# DIRECTIONS FOR THIS TASK:
Every line of the material should be output exactly as written.

Segment Open

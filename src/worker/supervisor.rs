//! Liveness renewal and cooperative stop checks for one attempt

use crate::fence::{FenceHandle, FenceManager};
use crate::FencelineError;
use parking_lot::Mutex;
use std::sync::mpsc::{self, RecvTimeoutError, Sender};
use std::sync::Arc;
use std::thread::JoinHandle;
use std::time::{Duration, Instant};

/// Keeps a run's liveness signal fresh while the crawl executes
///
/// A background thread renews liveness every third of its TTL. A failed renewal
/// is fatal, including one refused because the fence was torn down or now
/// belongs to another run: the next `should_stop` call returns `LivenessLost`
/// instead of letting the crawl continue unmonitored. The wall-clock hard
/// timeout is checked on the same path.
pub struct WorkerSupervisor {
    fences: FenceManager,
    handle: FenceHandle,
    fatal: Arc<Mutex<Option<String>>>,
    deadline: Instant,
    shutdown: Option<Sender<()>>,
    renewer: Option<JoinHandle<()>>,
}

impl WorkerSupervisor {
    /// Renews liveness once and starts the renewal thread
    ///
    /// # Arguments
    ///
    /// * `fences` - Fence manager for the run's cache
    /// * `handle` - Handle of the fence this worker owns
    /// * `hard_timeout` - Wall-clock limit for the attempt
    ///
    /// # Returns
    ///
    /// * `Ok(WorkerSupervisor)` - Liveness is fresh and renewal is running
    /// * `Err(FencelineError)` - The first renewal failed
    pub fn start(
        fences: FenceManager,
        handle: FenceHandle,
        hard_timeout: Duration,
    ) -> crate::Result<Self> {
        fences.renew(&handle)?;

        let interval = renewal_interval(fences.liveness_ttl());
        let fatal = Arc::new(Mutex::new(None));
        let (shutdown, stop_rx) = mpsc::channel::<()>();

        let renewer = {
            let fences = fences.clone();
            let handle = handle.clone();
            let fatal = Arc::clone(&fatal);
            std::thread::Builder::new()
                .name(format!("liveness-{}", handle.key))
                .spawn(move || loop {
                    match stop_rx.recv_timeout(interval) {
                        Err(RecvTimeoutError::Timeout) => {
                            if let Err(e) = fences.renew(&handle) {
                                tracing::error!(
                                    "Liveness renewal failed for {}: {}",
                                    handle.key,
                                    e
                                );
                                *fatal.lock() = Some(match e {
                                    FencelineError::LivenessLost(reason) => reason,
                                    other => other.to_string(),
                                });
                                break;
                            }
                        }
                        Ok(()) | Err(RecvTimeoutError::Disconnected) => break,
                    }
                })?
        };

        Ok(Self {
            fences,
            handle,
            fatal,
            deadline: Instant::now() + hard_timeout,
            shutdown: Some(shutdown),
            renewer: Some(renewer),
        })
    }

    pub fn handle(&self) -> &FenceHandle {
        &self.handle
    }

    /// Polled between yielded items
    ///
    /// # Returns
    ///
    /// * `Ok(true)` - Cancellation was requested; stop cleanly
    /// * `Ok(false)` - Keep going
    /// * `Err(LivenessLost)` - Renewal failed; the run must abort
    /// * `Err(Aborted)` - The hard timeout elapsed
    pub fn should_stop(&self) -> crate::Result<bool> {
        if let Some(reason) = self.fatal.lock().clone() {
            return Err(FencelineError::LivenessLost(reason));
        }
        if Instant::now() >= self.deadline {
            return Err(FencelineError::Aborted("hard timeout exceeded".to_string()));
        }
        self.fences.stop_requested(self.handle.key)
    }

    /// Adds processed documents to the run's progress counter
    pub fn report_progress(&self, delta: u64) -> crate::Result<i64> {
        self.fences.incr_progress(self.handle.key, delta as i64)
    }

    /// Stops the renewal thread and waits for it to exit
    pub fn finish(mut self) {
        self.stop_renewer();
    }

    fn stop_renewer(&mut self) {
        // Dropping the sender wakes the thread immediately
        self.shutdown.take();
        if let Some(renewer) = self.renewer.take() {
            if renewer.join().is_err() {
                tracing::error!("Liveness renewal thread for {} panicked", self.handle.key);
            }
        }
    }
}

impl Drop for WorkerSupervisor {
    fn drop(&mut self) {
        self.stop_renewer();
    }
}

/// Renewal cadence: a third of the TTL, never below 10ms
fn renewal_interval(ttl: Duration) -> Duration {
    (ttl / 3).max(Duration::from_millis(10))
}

Segment Closed

# ANSWER SPACE:
filename src/worker/supervisor.rs
//! Liveness renewal and cooperative stop checks for one attempt

use crate::fence::{FenceHandle, FenceManager};
use crate::FencelineError;
use parking_lot::Mutex;
use std::sync::mpsc::{self, RecvTimeoutError, Sender};
use std::sync::Arc;
use std::thread::JoinHandle;
use std::time::{Duration, Instant};

/// Keeps a run's liveness signal fresh while the crawl executes
///
/// A background thread renews liveness every third of its TTL. A failed renewal
/// is fatal, including one refused because the fence was torn down or now
/// belongs to another run: the next `should_stop` call returns `LivenessLost`
/// instead of letting the crawl continue unmonitored. The wall-clock hard
/// timeout is checked on the same path.
pub struct WorkerSupervisor {
    fences: FenceManager,
    handle: FenceHandle,
    fatal: Arc<Mutex<Option<String>>>,
    deadline: Instant,
    shutdown: Option<Sender<()>>,
    renewer: Option<JoinHandle<()>>,
}

impl WorkerSupervisor {
    /// Renews liveness once and starts the renewal thread
    ///
    /// # Arguments
    ///
    /// * `fences` - Fence manager for the run's cache
    /// * `handle` - Handle of the fence this worker owns
    /// * `hard_timeout` - Wall-clock limit for the attempt
    ///
    /// # Returns
    ///
    /// * `Ok(WorkerSupervisor)` - Liveness is fresh and renewal is running
    /// * `Err(FencelineError)` - The first renewal failed
    pub fn start(
        fences: FenceManager,
        handle: FenceHandle,
        hard_timeout: Duration,
    ) -> crate::Result<Self> {
        fences.renew(&handle)?;

        let interval = renewal_interval(fences.liveness_ttl());
        let fatal = Arc::new(Mutex::new(None));
        let (shutdown, stop_rx) = mpsc::channel::<()>();

        let renewer = {
            let fences = fences.clone();
            let handle = handle.clone();
            let fatal = Arc::clone(&fatal);
            std::thread::Builder::new()
                .name(format!("liveness-{}", handle.key))
                .spawn(move || loop {
                    match stop_rx.recv_timeout(interval) {
                        Err(RecvTimeoutError::Timeout) => {
                            if let Err(e) = fences.renew(&handle) {
                                tracing::error!(
                                    "Liveness renewal failed for {}: {}",
                                    handle.key,
                                    e
                                );
                                *fatal.lock() = Some(match e {
                                    FencelineError::LivenessLost(reason) => reason,
                                    other => other.to_string(),
                                });
                                break;
                            }
                        }
                        Ok(()) | Err(RecvTimeoutError::Disconnected) => break,
                    }
                })?
        };

        Ok(Self {
            fences,
            handle,
            fatal,
            deadline: Instant::now() + hard_timeout,
            shutdown: Some(shutdown),
            renewer: Some(renewer),
        })
    }

    pub fn handle(&self) -> &FenceHandle {
        &self.handle
    }

    /// Polled between yielded items
    ///
    /// # Returns
    ///
    /// * `Ok(true)` - Cancellation was requested; stop cleanly
    /// * `Ok(false)` - Keep going
    /// * `Err(LivenessLost)` - Renewal failed; the run must abort
    /// * `Err(Aborted)` - The hard timeout elapsed
    pub fn should_stop(&self) -> crate::Result<bool> {
        if let Some(reason) = self.fatal.lock().clone() {
            return Err(FencelineError::LivenessLost(reason));
        }
        if Instant::now() >= self.deadline {
            return Err(FencelineError::Aborted("hard timeout exceeded".to_string()));
        }
        self.fences.stop_requested(self.handle.key)
    }

    /// Adds processed documents to the run's progress counter
    pub fn report_progress(&self, delta: u64) -> crate::Result<i64> {
        self.fences.incr_progress(self.handle.key, delta as i64)
    }

    /// Stops the renewal thread and waits for it to exit
    pub fn finish(mut self) {
        self.stop_renewer();
    }

    fn stop_renewer(&mut self) {
        // Dropping the sender wakes the thread immediately
        self.shutdown.take();
        if let Some(renewer) = self.renewer.take() {
            if renewer.join().is_err() {
                tracing::error!("Liveness renewal thread for {} panicked", self.handle.key);
            }
        }
    }
}

impl Drop for WorkerSupervisor {
    fn drop(&mut self) {
        self.stop_renewer();
    }
}

/// Renewal cadence: a third of the TTL, never below 10ms
fn renewal_interval(ttl: Duration) -> Duration {
    (ttl / 3).max(Duration::from_millis(10))
}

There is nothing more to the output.